◆ Task description
Transcribe the listing from its top line through the line with "#[derive(Debug, Default)]". Keep it exact, both ends included, and add nothing.

◆ Input records
---+---
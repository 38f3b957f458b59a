//! Test-only event sink that remembers what it was told.

use std::sync::{Mutex, PoisonError};

use crate::{EventSink, RefreshEvent};

/// Sink collecting every emitted [`RefreshEvent`] in order.
#[derive(Debug, Default)]
pub struct RecordingSink {
    events: Mutex<Vec<RefreshEvent>>,
}

impl RecordingSink {
    /// Create an empty sink.
    #[must_use]
    pub fn new() -> Self {
        Self::default()
    }

    /// Snapshot of the events recorded so far.
    #[must_use]
    pub fn events(&self) -> Vec<RefreshEvent> {
        self.events
            .lock()
            .unwrap_or_else(PoisonError::into_inner)
            .clone()
    }
}

impl EventSink for RecordingSink {
    fn emit(&self, event: &RefreshEvent) {
        self.events
            .lock()
            .unwrap_or_else(PoisonError::into_inner)
            .push(event.clone());
    }
}
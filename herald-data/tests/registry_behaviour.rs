//! Behavioural coverage for registry persistence.

mod support;

use std::cell::RefCell;

use herald_data::SourceRegistry;
use rstest::fixture;
use rstest_bdd_macros::{given, scenario, then, when};
use support::{Sandbox, write_text};

/// World state for registry scenarios.
#[derive(Debug)]
struct RegistryWorld {
    sandbox: Sandbox,
    registry: RefCell<Option<SourceRegistry>>,
}

impl RegistryWorld {
    fn open(&self) {
        let registry = SourceRegistry::open(&self.sandbox.registry_path())
            .unwrap_or_else(|err| panic!("failed to open registry: {err}"));
        self.registry.replace(Some(registry));
    }

    fn with_registry<T>(&self, action: impl FnOnce(&mut SourceRegistry) -> T) -> T {
        let mut borrowed = self.registry.borrow_mut();
        let registry = borrowed
            .as_mut()
            .unwrap_or_else(|| panic!("the registry must be opened first"));
        action(registry)
    }
}

#[fixture]
fn world() -> RegistryWorld {
    RegistryWorld {
        sandbox: Sandbox::new(),
        registry: RefCell::new(None),
    }
}

fn clean(name: &str) -> &str {
    name.trim_matches('"')
}

#[given("an empty registry")]
fn empty_registry(world: &RegistryWorld) {
    world.open();
}

#[given("a registry file containing invalid JSON")]
fn corrupt_registry(world: &RegistryWorld) {
    write_text(&world.sandbox.registry_path(), "{\"items\": [");
}

#[when("the source {name:word} is registered")]
fn register_source(world: &RegistryWorld, name: String) {
    let key = clean(&name);
    world.with_registry(|registry| {
        registry
            .register(key, &format!("{key}.json"), None)
            .unwrap_or_else(|err| panic!("registration failed: {err}"));
    });
}

#[when("the source {name:word} is disabled")]
fn disable_source(world: &RegistryWorld, name: String) {
    let found = world.with_registry(|registry| {
        registry
            .set_enabled(clean(&name), false)
            .unwrap_or_else(|err| panic!("disabling failed: {err}"))
    });
    assert!(found, "source {name} should exist");
}

#[when("the registry is reopened")]
fn reopen_registry(world: &RegistryWorld) {
    world.open();
}

#[then("the source {name:word} points at its own file")]
fn points_at_file(world: &RegistryWorld, name: String) {
    let key = clean(&name);
    let file = world.with_registry(|registry| {
        registry
            .get(key)
            .map(|source| source.file().to_owned())
            .unwrap_or_else(|| panic!("source {key} missing after reopen"))
    });
    assert_eq!(file, format!("{key}.json"));
}

#[then("the registry lists no sources")]
fn lists_nothing(world: &RegistryWorld) {
    assert!(world.with_registry(|registry| registry.list().is_empty()));
}

#[then("only {name:word} is enabled")]
fn only_enabled(world: &RegistryWorld, name: String) {
    let enabled: Vec<String> =
        world.with_registry(|registry| registry.get_enabled().into_keys().collect());
    assert_eq!(enabled, vec![clean(&name).to_owned()]);
}

#[scenario(path = "tests/features/source_registry.feature", index = 0)]
fn registered_sources_survive_restart(world: RegistryWorld) {
    let _ = world;
}

#[scenario(path = "tests/features/source_registry.feature", index = 1)]
fn corrupt_registry_starts_empty(world: RegistryWorld) {
    let _ = world;
}

#[scenario(path = "tests/features/source_registry.feature", index = 2)]
fn disabled_sources_left_out(world: RegistryWorld) {
    let _ = world;
}
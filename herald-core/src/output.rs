//! Reply markers and rendering of collected items.
//!
//! Replies travel over a text-message channel, so every public engine
//! operation answers with one of three things: rendered items, a fixed marker,
//! or a line starting with [`ERR_PREFIX`].

use std::fmt::Display;

use serde_json::Value;

/// Reply when nothing new was found.
pub const NO_UPDATE: &str = "No Any Update";
/// Reply when a bulk refresh is handed no sources at all.
pub const NO_SOURCES: &str = "No sources configured";
/// Prefix shared by every failure reply.
pub const ERR_PREFIX: &str = "[ERR]";
/// Character budget for rendered items before truncation.
pub const MAX_REPLY_CHARS: usize = 4000;
/// Appended after the cut when rendered items exceed [`MAX_REPLY_CHARS`].
pub const TRUNCATION_SUFFIX: &str = "\n...[truncated]";

/// Render items as pretty JSON with sorted keys, truncated to the reply budget.
///
/// # Examples
///
/// ```
/// use herald_core::format_items;
/// use serde_json::json;
///
/// # fn main() -> Result<(), serde_json::Error> {
/// let text = format_items(&[json!({"title": "Ünïcode", "id": 1})])?;
/// assert_eq!(text, "[\n  {\n    \"id\": 1,\n    \"title\": \"Ünïcode\"\n  }\n]");
/// # Ok(())
/// # }
/// ```
pub fn format_items(items: &[Value]) -> Result<String, serde_json::Error> {
    serde_json::to_string_pretty(items).map(truncate_reply)
}

/// Cut `text` after [`MAX_REPLY_CHARS`] characters and mark the cut.
#[must_use]
pub fn truncate_reply(mut text: String) -> String {
    match text.char_indices().nth(MAX_REPLY_CHARS) {
        Some((cut, _)) => {
            text.truncate(cut);
            text.push_str(TRUNCATION_SUFFIX);
            text
        }
        None => text,
    }
}

/// `[ERR] <name>: <message>`.
#[must_use]
pub fn error_reply(name: &str, message: impl Display) -> String {
    format!("{ERR_PREFIX} {name}: {message}")
}

/// `[ERR] JSON not found: <file>`.
#[must_use]
pub fn not_found_reply(file: &str) -> String {
    format!("{ERR_PREFIX} JSON not found: {file}")
}

/// `[<name>]` followed by the body on the next line.
#[must_use]
pub fn labelled_reply(name: &str, body: &str) -> String {
    format!("[{name}]\n{body}")
}

/// Whether a reply reports a failure.
#[must_use]
pub fn is_error_reply(reply: &str) -> bool {
    reply.starts_with(ERR_PREFIX)
}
---+---
◆ Output for this task
repository 38f3b957f458b59a
//! Test-only event sink that remembers what it was told.

use std::sync::{Mutex, PoisonError};

use crate::{EventSink, RefreshEvent};

/// Sink collecting every emitted [`RefreshEvent`] in order.
#[derive(Debug, Default)]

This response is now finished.